There is a number of issues which are important for NLP evaluation,which any requirements analysis method must take into account.
Adequacy evaluation typically deals with the comparison of multiple, already existing software systems. The scope of the problem dealt with by each system may be different in each case, hence it may be difficult to evaluate systems against one another. Not only that, but where a set of products does appear to converge on a definition of functionality, there is no guarantee that this definition matches user and task-based requirements; these have to be established independently by the evaluator. A further complication for this type of evaluation, taking it further from the type of requirements analysis suitable for design, is that the introduction of a software system inevitably changes the tasks that preceded it.
Perhaps the most serious problem here, however, is that the needs of the user must be taken to be implied, since they are certainly not stated. It is here that the requirements analysis process will be most different for adequacy evaluation as opposed to progress evaluation, or any evaluation where there is not an extensionally identified user group, since realistic requirements analysis for design usually requires dialogue, prototypes and mockups to iteratively develop and test a description of the user's needs.
The main purpose of a requirements statement from the point of view of software development is to support the subsequent design and implementation phases. When our aim is evaluation, this is no longer a priority. A new end-audience for the statement is important, however: the customer of the evaluation, the person or organisation from whose point of view the evaluation is made. If we are to take seriously the needs of the customer of the evaluation we need to analyse their requirements for information (including the form of the information) as much as the technical requirements. For the consumer report style of evaluation, the presentation will have to accommodate multiple viewpoints of this sort.
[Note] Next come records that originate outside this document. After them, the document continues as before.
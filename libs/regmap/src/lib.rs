//! Register catalog built from SVD hardware descriptions, plus the
//! bit-field decoder that splits raw register values into named fields.
//!
//! A [`MemoryMap`] is loaded once per schema (see [`load_schema`] and
//! [`Session`]) and is read-only afterwards. Decoding is pure and can be
//! done from any number of threads against a shared map.

mod cache;
mod decode;
mod document;
mod error;
mod loader;
mod model;
pub mod scalar;
mod session;
mod svd;

#[cfg(test)]
mod testdata {
    pub const STM32_MINI: &str = include_str!("testdata/stm32_mini.svd");
}

pub use cache::{restore as restore_cache, store as store_cache};
pub use decode::{classify, decode, extract_bits, DecodedField, DecodedFields, DecodedRegister, FieldState};
pub use document::parse_document;
pub use error::{Error, Result};
pub use loader::{cache_key, load_schema, load_schema_file, resolve, LoaderConfig};
pub use model::{AddressCollision, FieldDef, MemoryMap, RegisterDef};
pub use session::{MemoryReader, Peek, Session};
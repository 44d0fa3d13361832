use std::collections::BTreeMap;

use serde::{Deserialize, Serialize};

use crate::{Error, Result};

/// Widest register the decoder can represent.
pub const MAX_REGISTER_BITS: u32 = u64::BITS;

/// One contiguous bit range of a register.
#[derive(Clone, Debug, PartialEq, Eq, Serialize, Deserialize)]
pub struct FieldDef {
    pub name: String,
    #[serde(rename = "bitOffset")]
    pub bit_offset: u32,
    #[serde(rename = "bitWidth")]
    pub bit_width: u32,
    #[serde(rename = "desc", default)]
    pub description: String,
}

impl FieldDef {
    pub fn new(name: impl Into<String>, bit_offset: u32, bit_width: u32) -> Self {
        Self {
            name: name.into(),
            bit_offset,
            bit_width,
            description: String::new(),
        }
    }

    pub fn with_description(mut self, description: impl Into<String>) -> Self {
        self.description = description.into();
        self
    }

    /// Highest bit covered by the field. Equals `bit_offset` for a zero width.
    pub fn msb(&self) -> u32 {
        self.bit_offset.saturating_add(self.bit_width.saturating_sub(1))
    }

    fn overlaps(&self, other: &Self) -> bool {
        let end = u64::from(self.bit_offset) + u64::from(self.bit_width);
        let other_end = u64::from(other.bit_offset) + u64::from(other.bit_width);
        u64::from(self.bit_offset) < other_end && u64::from(other.bit_offset) < end
    }
}

/// One addressable register. Fields keep document order.
#[derive(Clone, Debug, PartialEq, Eq, Serialize, Deserialize)]
pub struct RegisterDef {
    name: String,
    #[serde(default, skip_serializing_if = "String::is_empty")]
    peripheral: String,
    address: u64,
    size: u32,
    #[serde(default)]
    access: String,
    #[serde(rename = "desc", default)]
    description: String,
    #[serde(default)]
    fields: Vec<FieldDef>,
}

impl RegisterDef {
    pub fn new(name: impl Into<String>, address: u64, size: u32) -> Self {
        Self {
            name: name.into(),
            peripheral: String::new(),
            address,
            size,
            access: String::new(),
            description: String::new(),
            fields: Vec::new(),
        }
    }

    pub fn with_peripheral(mut self, peripheral: impl Into<String>) -> Self {
        self.peripheral = peripheral.into();
        self
    }

    pub fn with_access(mut self, access: impl Into<String>) -> Self {
        self.access = access.into();
        self
    }

    pub fn with_description(mut self, description: impl Into<String>) -> Self {
        self.description = description.into();
        self
    }

    pub fn with_field(mut self, field: FieldDef) -> Self {
        self.fields.push(field);
        self
    }

    pub fn name(&self) -> &str {
        &self.name
    }

    /// Name of the peripheral the register was declared in, empty if unknown.
    pub fn peripheral(&self) -> &str {
        &self.peripheral
    }

    pub fn address(&self) -> u64 {
        self.address
    }

    /// Width in bits.
    pub fn size(&self) -> u32 {
        self.size
    }

    pub fn access(&self) -> &str {
        &self.access
    }

    pub fn description(&self) -> &str {
        &self.description
    }

    pub fn fields(&self) -> &[FieldDef] {
        &self.fields
    }

    /// `PERIPHERAL.REGISTER`, or just the register name when the peripheral
    /// is unknown.
    pub fn identifier(&self) -> String {
        if self.peripheral.is_empty() {
            self.name.clone()
        } else {
            format!("{}.{}", self.peripheral, self.name)
        }
    }

    /// Rejects sizes the decoder cannot hold and fields that stick out of
    /// the register. Overlapping fields are accepted.
    pub(crate) fn check_bounds(&self) -> Result<()> {
        let context = self.identifier();
        if self.size == 0 || self.size > MAX_REGISTER_BITS {
            return Err(Error::malformed(
                context,
                format!("register size {} is outside 1..={MAX_REGISTER_BITS}", self.size),
            ));
        }
        for field in &self.fields {
            if field.bit_width == 0 {
                return Err(Error::malformed(
                    format!("{context}.{}", field.name),
                    "bitWidth must be at least 1",
                ));
            }
            let end = u64::from(field.bit_offset) + u64::from(field.bit_width);
            if end > u64::from(self.size) {
                return Err(Error::malformed(
                    format!("{context}.{}", field.name),
                    format!(
                        "bits [{}:{}] do not fit a {}-bit register",
                        u64::from(field.bit_offset) + u64::from(field.bit_width) - 1,
                        field.bit_offset,
                        self.size
                    ),
                ));
            }
        }
        for (i, field) in self.fields.iter().enumerate() {
            for other in &self.fields[i + 1..] {
                if field.overlaps(other) {
                    log::debug!(
                        "{}: fields {} and {} overlap",
                        context,
                        field.name,
                        other.name
                    );
                }
            }
        }
        Ok(())
    }
}

/// A register that lost its address to an earlier one.
#[derive(Clone, Debug, PartialEq, Eq)]
pub struct AddressCollision {
    pub address: u64,
    pub kept: String,
    pub discarded: String,
}

/// Address-indexed catalog of register definitions.
///
/// The first register registered at an address wins. Later ones are
/// dropped and recorded in [`MemoryMap::collisions`].
#[derive(Clone, Debug, Default)]
pub struct MemoryMap {
    regs: BTreeMap<u64, RegisterDef>,
    collisions: Vec<AddressCollision>,
}

impl MemoryMap {
    pub fn new() -> Self {
        Self::default()
    }

    pub fn get_register(&self, address: u64) -> Option<&RegisterDef> {
        self.regs.get(&address)
    }

    pub fn contains(&self, address: u64) -> bool {
        self.regs.contains_key(&address)
    }

    pub fn len(&self) -> usize {
        self.regs.len()
    }

    pub fn is_empty(&self) -> bool {
        self.regs.is_empty()
    }

    /// Registers in ascending address order.
    pub fn iter(&self) -> impl Iterator<Item = &RegisterDef> {
        self.regs.values()
    }

    pub fn addresses(&self) -> impl Iterator<Item = u64> + '_ {
        self.regs.keys().copied()
    }

    pub fn collisions(&self) -> &[AddressCollision] {
        &self.collisions
    }

    /// Returns `false` when the address was already taken.
    pub fn insert(&mut self, register: RegisterDef) -> bool {
        let address = register.address;
        match self.regs.get(&address) {
            Some(previous) => {
                log::warn!(
                    "Address collision at {:#010x}: [{}] discarded, [{}] kept",
                    address,
                    register.identifier(),
                    previous.identifier(),
                );
                self.collisions.push(AddressCollision {
                    address,
                    kept: previous.identifier(),
                    discarded: register.identifier(),
                });
                false
            }
            None => {
                self.regs.insert(address, register);
                true
            }
        }
    }

    pub(crate) fn registers(&self) -> &BTreeMap<u64, RegisterDef> {
        &self.regs
    }

    pub(crate) fn from_registers(regs: BTreeMap<u64, RegisterDef>) -> Self {
        Self {
            regs,
            collisions: Vec::new(),
        }
    }
}

#[cfg(test)]
mod tests {
    use super::*;

    fn cr(address: u64) -> RegisterDef {
        RegisterDef::new("CR", address, 32)
            .with_peripheral("RCC")
            .with_field(FieldDef::new("HSION", 0, 1))
            .with_field(FieldDef::new("HSITRIM", 3, 5))
    }

    #[test]
    fn first_registration_wins() {
        let mut map = MemoryMap::new();
        assert!(map.insert(cr(0x4002_3800)));
        let other = RegisterDef::new("OTHER", 0x4002_3800, 16).with_peripheral("GPIOA");
        assert!(!map.insert(other));

        assert_eq!(map.len(), 1);
        let kept = map.get_register(0x4002_3800).unwrap();
        assert_eq!(kept.name(), "CR");
        assert_eq!(kept.fields().len(), 2);
        assert_eq!(
            map.collisions(),
            &[AddressCollision {
                address: 0x4002_3800,
                kept: "RCC.CR".into(),
                discarded: "GPIOA.OTHER".into(),
            }]
        );
    }

    #[test]
    fn absent_address_is_none() {
        let mut map = MemoryMap::new();
        map.insert(cr(0x4002_3800));
        assert!(map.get_register(0x4002_3804).is_none());
        assert!(!map.contains(0));
    }

    #[test]
    fn identifier_without_peripheral() {
        assert_eq!(RegisterDef::new("CSW", 0, 32).identifier(), "CSW");
        assert_eq!(cr(0).identifier(), "RCC.CR");
    }

    #[test]
    fn bounds() {
        assert!(cr(0).check_bounds().is_ok());
        assert!(RegisterDef::new("R", 0, 0).check_bounds().is_err());
        assert!(RegisterDef::new("R", 0, 65).check_bounds().is_err());
        assert!(RegisterDef::new("R", 0, 64)
            .with_field(FieldDef::new("ALL", 0, 64))
            .check_bounds()
            .is_ok());

        let error = RegisterDef::new("R", 0, 8)
            .with_field(FieldDef::new("F", 6, 3))
            .check_bounds()
            .unwrap_err();
        assert_eq!(
            error.to_string(),
            "malformed schema at R.F: bits [8:6] do not fit a 8-bit register"
        );
        assert!(RegisterDef::new("R", 0, 8)
            .with_field(FieldDef::new("F", 0, 0))
            .check_bounds()
            .is_err());
    }

    #[test]
    fn overlapping_fields_are_accepted() {
        let register = RegisterDef::new("R", 0, 8)
            .with_field(FieldDef::new("LOW", 0, 4))
            .with_field(FieldDef::new("MID", 2, 4));
        assert!(register.check_bounds().is_ok());
        assert!(register.fields()[0].overlaps(&register.fields()[1]));
        assert!(!FieldDef::new("A", 0, 2).overlaps(&FieldDef::new("B", 2, 2)));
    }

    #[test]
    fn msb() {
        assert_eq!(FieldDef::new("F", 4, 4).msb(), 7);
        assert_eq!(FieldDef::new("F", 0, 1).msb(), 0);
        assert_eq!(FieldDef::new("F", u32::MAX, 2).msb(), u32::MAX);
    }
}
It should go without saying that no meaningful adequacy evaluation can take place without a good understanding of the contexts or setups (human, organisational and computational) into which a system must fit. Ascertaining what kinds of setup are relevant to a particular evaluation, and which contextual factors affect quality requirements, is crucial to the requirements analysis process for all kinds of evaluation.
In the interests of software reuse and comprehensibility, a component-based approach is popular in both software engineering and LE. Various types of progress evaluation rely on the ability to devise a modular breakdown of the overall functionality such that individual components can be specified, evaluated and chosen independently, or designed, implemented and evaluated independently; however, it can be difficult to compare components against one another when they do not fit in the same way, requiring different setups in order to work at all.
For some NLP systems which provide interactive and partial support for some user task, such as grammar checkers in the task of proof-reading, it can be difficult to find a way of isolating the system's task for evaluation, because the most valid measurable results (e.g., the quality of the output text) are at a level that combines user and system performance. Analysis of the context of use, in terms of different user contributions to and constraints on performance, is then necessary.
These are in a sense the same problem, since they are about the difficulty of constructing a level ground for evaluating systems with different scopes of operation.
As discussed in (Galliers93), NLP is an area in which existing systems are seldom suitable for immediate use in a new application area. Any new use will involve more or less customisation of a generic system, for example by lexicon and grammar modification. How then can the relative suitability of different systems for a task be evaluated? This is somewhat different from the issue of evaluating component-based systems, although clearly related. It may be necessary to take into account the ease of customisation of particular generic systems, to the extent that customisability becomes a major functional requirement in its own right rather than being subsumed under the `modifiability' quality characteristic.
The stage of requirements definition in a software project is never as self-contained as implied by the Figure. The V-diagram should only be taken as indicative of the relationships between the results of the various analysis and design, implementation and evaluation stages. The actual processes by which these results are arrived at are more likely to follow an iterative procedure, such as formalised in Boehm's spiral software development process model, (Boehm88) and this is true of pure evaluation too. Ascertaining which factors are truly valid determinants of software quality is a similar problem. There needs to be a programme of validation of requirements as well as validation of how well the reportable attributes, and the measures and methods associated with them, reflect requirements. This process cannot be codified and must to a large extent be driven by open-ended evaluation in realistic situations, feeding back unforeseeable insights into the requirements statement.
How wide should the bounds of the evaluation be set? What is the scope of the requirements? We have already seen that, when we are comparing a number of existing systems, they may not cover the same ground. When a software system is placed within a human process, as with many interactive systems, it may be relevant to evaluate the human plus software system as a whole, or at least to aim at validating and ranking requirements of software quality in terms of their correlations with the performance of the system as a whole. For instance, in the case of spelling checkers, it must be relevant to the impact of spelling checkers on the overall task of document quality assurance to know that the errors that spelling checkers are able to spot are also those that people find it easiest to spot (namely, errors that do not result in other legal but unintended words).
New specialist research in requirements engineering is making common ground with knowledge acquisition techniques developed in Knowledge Based Systems/Expert Systems work. This addresses the problem of getting domain expertise into representations usable for subsequent design (or in our case, evaluation). NLP has its own methods, particularly for actual language analysis, but better use could be made of more general methods, particularly where whole systems and not just NLP components are being evaluated.